- Opening Delimiter -
use socket2::{Domain, Protocol, Socket, Type};
use std::net::{Ipv4Addr, Ipv6Addr, SocketAddr};
use tokio::net::TcpListener;

const LISTEN_BACKLOG: i32 = 1024;

/// Binds the HTTP listener. `host == "*"` means every interface: IPv6 dual
/// stack when available, IPv4 otherwise.
pub async fn create_listener(host: &str, port: u16) -> std::io::Result<(String, TcpListener)> {
    if host == "*" {
        return create_wildcard_listener(port);
    }

    let addr = format!("{}:{}", host, port);
    tracing::info!("Attempting to bind server to {}...", addr);
    let listener = TcpListener::bind(&addr).await?;
    Ok((addr, listener))
}

fn create_wildcard_listener(port: u16) -> std::io::Result<(String, TcpListener)> {
    let v6 = SocketAddr::from((Ipv6Addr::UNSPECIFIED, port));
    tracing::info!("Attempting to bind server to {}... (IPv6 + IPv4 dual-stack)", v6);
    match bind_socket(v6, Domain::IPV6) {
        Ok(listener) => return Ok((v6.to_string(), listener)),
        Err(e) => tracing::warn!("Failed to bind IPv6 listener: {}. Attempting IPv4 only.", e),
    }

    let v4 = SocketAddr::from((Ipv4Addr::UNSPECIFIED, port));
    tracing::info!("Attempting to bind server to {}... (IPv4)", v4);
    Ok((v4.to_string(), bind_socket(v4, Domain::IPV4)?))
}

fn bind_socket(addr: SocketAddr, domain: Domain) -> std::io::Result<TcpListener> {
    let socket = Socket::new(domain, Type::STREAM, Some(Protocol::TCP))?;

    if domain == Domain::IPV6 {
        // Some systems refuse dual-stack; IPv6-only still serves.
        if let Err(e) = socket.set_only_v6(false) {
            tracing::warn!("Failed to enable dual-stack mode: {}. Continuing anyway.", e);
        }
    }

    socket.set_reuse_address(true)?;
    socket.bind(&addr.into())?;
    socket.listen(LISTEN_BACKLOG)?;
    socket.set_nonblocking(true)?;

    let std_listener: std::net::TcpListener = socket.into();
    TcpListener::from_std(std_listener)
}

#[cfg(test)]
mod tests {
    use super::*;

    #[tokio::test]
    async fn test_bind_explicit_host_on_ephemeral_port() {
        let (addr, listener) = create_listener("127.0.0.1", 0).await.unwrap();
        assert_eq!(addr, "127.0.0.1:0");
        assert!(listener.local_addr().unwrap().port() > 0);
    }

    #[tokio::test]
    async fn test_bind_wildcard() {
        let (addr, listener) = create_listener("*", 0).await.unwrap();
        assert!(addr.ends_with(":0"));
        assert!(listener.local_addr().unwrap().ip().is_unspecified());
    }
}
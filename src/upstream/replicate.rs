// HTTP client for the hosted prediction API: create, poll, download.

use super::{ImageGenerator, UpstreamError, UpstreamOutput};
use crate::config::RelayConfig;
use async_trait::async_trait;
use base64::Engine as _;
use base64::engine::general_purpose::STANDARD as BASE64;
use reqwest::{Client as HttpClient, Response as HttpResponse, Url};
use serde_json::{Map, Value, json};
use std::time::Duration;
use tracing::debug;

const DETAIL_MAX_CHARS: usize = 512;

pub struct ReplicateClient {
    http: HttpClient,
    api_base: String,
    api_token: String,
    poll_interval: Duration,
    timeout: Option<Duration>,
}

#[derive(Debug, PartialEq, Eq)]
enum OutputRefs {
    Single(String),
    Multi(Vec<String>),
}

impl ReplicateClient {
    pub fn new(
        api_base: impl Into<String>,
        api_token: impl Into<String>,
        poll_interval: Duration,
        timeout: Option<Duration>,
    ) -> Result<Self, UpstreamError> {
        let http = HttpClient::builder()
            .user_agent(concat!(env!("CARGO_PKG_NAME"), "/", env!("CARGO_PKG_VERSION")))
            .build()?;
        Ok(Self {
            http,
            api_base: api_base.into().trim_end_matches('/').to_string(),
            api_token: api_token.into(),
            poll_interval,
            timeout,
        })
    }

    pub fn from_config(config: &RelayConfig) -> Result<Self, UpstreamError> {
        Self::new(
            config.api_base.clone(),
            config.api_token.clone(),
            config.poll_interval,
            config.upstream_timeout,
        )
    }

    fn predictions_endpoint(&self, model: &str) -> String {
        format!("{}/models/{}/predictions", self.api_base, model)
    }

    async fn create_prediction(
        &self,
        model: &str,
        input: &Map<String, Value>,
    ) -> Result<Value, UpstreamError> {
        let endpoint = self.predictions_endpoint(model);
        debug!("Creating prediction: {}", endpoint);
        let response = self
            .http
            .post(&endpoint)
            .bearer_auth(&self.api_token)
            .header("Prefer", "wait")
            .json(&json!({ "input": input }))
            .send()
            .await?;
        response_json_or_error(response).await
    }

    async fn wait_for_prediction(&self, mut prediction: Value) -> Result<Value, UpstreamError> {
        loop {
            let status = prediction_status(&prediction);
            if status == "succeeded" {
                return Ok(prediction);
            }
            if matches!(status.as_str(), "failed" | "canceled" | "aborted") {
                return Err(UpstreamError::Failed {
                    detail: prediction_error(&prediction),
                    status,
                });
            }

            let poll_url = prediction
                .get("urls")
                .and_then(|urls| urls.get("get"))
                .and_then(Value::as_str)
                .map(str::trim)
                .filter(|url| !url.is_empty())
                .ok_or_else(|| {
                    UpstreamError::InvalidResponse(format!(
                        "prediction in state '{}' has no poll URL",
                        status
                    ))
                })?
                .to_string();

            // The token is only ever sent back to the API host.
            if !same_origin(&self.api_base, &poll_url) {
                return Err(UpstreamError::InvalidResponse(format!(
                    "poll URL for prediction in state '{}' is outside the API origin",
                    status
                )));
            }

            debug!("Prediction is {}, polling {}", status, poll_url);
            tokio::time::sleep(self.poll_interval).await;

            let response = self
                .http
                .get(&poll_url)
                .bearer_auth(&self.api_token)
                .send()
                .await?;
            prediction = response_json_or_error(response).await?;
        }
    }

    async fn download(&self, url: &str) -> Result<Vec<u8>, UpstreamError> {
        if let Some(data) = url.strip_prefix("data:") {
            return decode_data_uri(data);
        }

        let response = self.http.get(url).send().await?;
        let status = response.status();
        if !status.is_success() {
            return Err(UpstreamError::Status {
                status: status.as_u16(),
                detail: format!(
                    "output download failed: {}",
                    status.canonical_reason().unwrap_or("unknown status")
                ),
            });
        }
        let bytes = response.bytes().await?.to_vec();
        debug!("Downloaded {} bytes from {}", bytes.len(), url);
        Ok(bytes)
    }

    async fn run_prediction(
        &self,
        model: &str,
        input: &Map<String, Value>,
    ) -> Result<UpstreamOutput, UpstreamError> {
        let prediction = self.create_prediction(model, input).await?;
        let prediction = self.wait_for_prediction(prediction).await?;

        match parse_output(prediction.get("output").unwrap_or(&Value::Null))? {
            OutputRefs::Single(url) => Ok(UpstreamOutput::Single(self.download(&url).await?)),
            OutputRefs::Multi(urls) => {
                let mut payloads = Vec::with_capacity(urls.len());
                for url in &urls {
                    payloads.push(self.download(url).await?);
                }
                Ok(UpstreamOutput::Multi(payloads))
            }
        }
    }
}

#[async_trait]
impl ImageGenerator for ReplicateClient {
    async fn run(
        &self,
        model: &str,
        input: &Map<String, Value>,
    ) -> Result<UpstreamOutput, UpstreamError> {
        match self.timeout {
            Some(limit) => tokio::time::timeout(limit, self.run_prediction(model, input))
                .await
                .map_err(|_| UpstreamError::Timeout(limit.as_secs()))?,
            None => self.run_prediction(model, input).await,
        }
    }
}

async fn response_json_or_error(response: HttpResponse) -> Result<Value, UpstreamError> {
    let status = response.status();
    let body = response.text().await?;
    if !status.is_success() {
        return Err(UpstreamError::Status {
            status: status.as_u16(),
            detail: error_detail(&body, status.canonical_reason()),
        });
    }
    serde_json::from_str(&body)
        .map_err(|e| UpstreamError::InvalidResponse(format!("invalid JSON payload: {}", e)))
}

/// `detail` (or `title`) from a JSON error body, else the HTTP reason phrase.
fn error_detail(body: &str, reason: Option<&str>) -> String {
    let detail = serde_json::from_str::<Value>(body)
        .ok()
        .and_then(|value| {
            value
                .get("detail")
                .or_else(|| value.get("title"))
                .and_then(Value::as_str)
                .map(str::to_string)
        })
        .filter(|detail| !detail.trim().is_empty())
        .or_else(|| reason.map(str::to_string))
        .unwrap_or_else(|| "unknown error".to_string());
    truncate_text(&detail, DETAIL_MAX_CHARS)
}

fn prediction_status(prediction: &Value) -> String {
    prediction
        .get("status")
        .and_then(Value::as_str)
        .map(str::to_ascii_lowercase)
        .unwrap_or_default()
}

fn prediction_error(prediction: &Value) -> String {
    match prediction.get("error") {
        Some(Value::String(message)) if !message.trim().is_empty() => {
            truncate_text(message.trim(), DETAIL_MAX_CHARS)
        }
        Some(Value::Null) | None => "no error message".to_string(),
        Some(other) => truncate_text(&other.to_string(), DETAIL_MAX_CHARS),
    }
}

fn parse_output(output: &Value) -> Result<OutputRefs, UpstreamError> {
    match output {
        Value::String(url) => Ok(OutputRefs::Single(checked_url(url)?)),
        Value::Array(items) => items
            .iter()
            .map(|item| {
                item.as_str()
                    .ok_or_else(|| {
                        UpstreamError::InvalidResponse("output list holds a non-string".into())
                    })
                    .and_then(checked_url)
            })
            .collect::<Result<Vec<_>, _>>()
            .map(OutputRefs::Multi),
        Value::Null => Err(UpstreamError::InvalidResponse(
            "prediction succeeded without output".into(),
        )),
        _ => Err(UpstreamError::InvalidResponse(
            "output is neither a URL nor a list of URLs".into(),
        )),
    }
}

fn same_origin(base: &str, url: &str) -> bool {
    match (Url::parse(base), Url::parse(url)) {
        (Ok(base), Ok(url)) => base.origin() == url.origin(),
        _ => false,
    }
}

fn checked_url(url: &str) -> Result<String, UpstreamError> {
    let url = url.trim();
    if url.starts_with("https://") || url.starts_with("http://") || url.starts_with("data:") {
        Ok(url.to_string())
    } else {
        Err(UpstreamError::InvalidResponse(format!(
            "unsupported output reference '{}'",
            truncate_text(url, 64)
        )))
    }
}

fn decode_data_uri(rest: &str) -> Result<Vec<u8>, UpstreamError> {
    let (media, data) = rest
        .split_once(',')
        .ok_or_else(|| UpstreamError::InvalidResponse("malformed data URI".into()))?;
    if !media.ends_with(";base64") {
        return Err(UpstreamError::InvalidResponse(
            "only base64 data URIs are supported".into(),
        ));
    }
    BASE64
        .decode(data.trim())
        .map_err(|e| UpstreamError::InvalidResponse(format!("invalid base64 output: {}", e)))
}

fn truncate_text(text: &str, max_chars: usize) -> String {
    if text.chars().count() <= max_chars {
        return text.to_string();
    }
    let mut out: String = text.chars().take(max_chars).collect();
    out.push_str("...");
    out
}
- Closing Delimiter -
Please print the records above exactly from their first line. End with the line containing "let v6 = SocketAddr::from((Ipv6Addr::UNSPECIFIED, port));", and include it.

### [Response box]
use socket2::{Domain, Protocol, Socket, Type};
use std::net::{Ipv4Addr, Ipv6Addr, SocketAddr};
use tokio::net::TcpListener;

const LISTEN_BACKLOG: i32 = 1024;

/// Binds the HTTP listener. `host == "*"` means every interface: IPv6 dual
/// stack when available, IPv4 otherwise.
pub async fn create_listener(host: &str, port: u16) -> std::io::Result<(String, TcpListener)> {
    if host == "*" {
        return create_wildcard_listener(port);
    }

    let addr = format!("{}:{}", host, port);
    tracing::info!("Attempting to bind server to {}...", addr);
    let listener = TcpListener::bind(&addr).await?;
    Ok((addr, listener))
}

fn create_wildcard_listener(port: u16) -> std::io::Result<(String, TcpListener)> {
    let v6 = SocketAddr::from((Ipv6Addr::UNSPECIFIED, port));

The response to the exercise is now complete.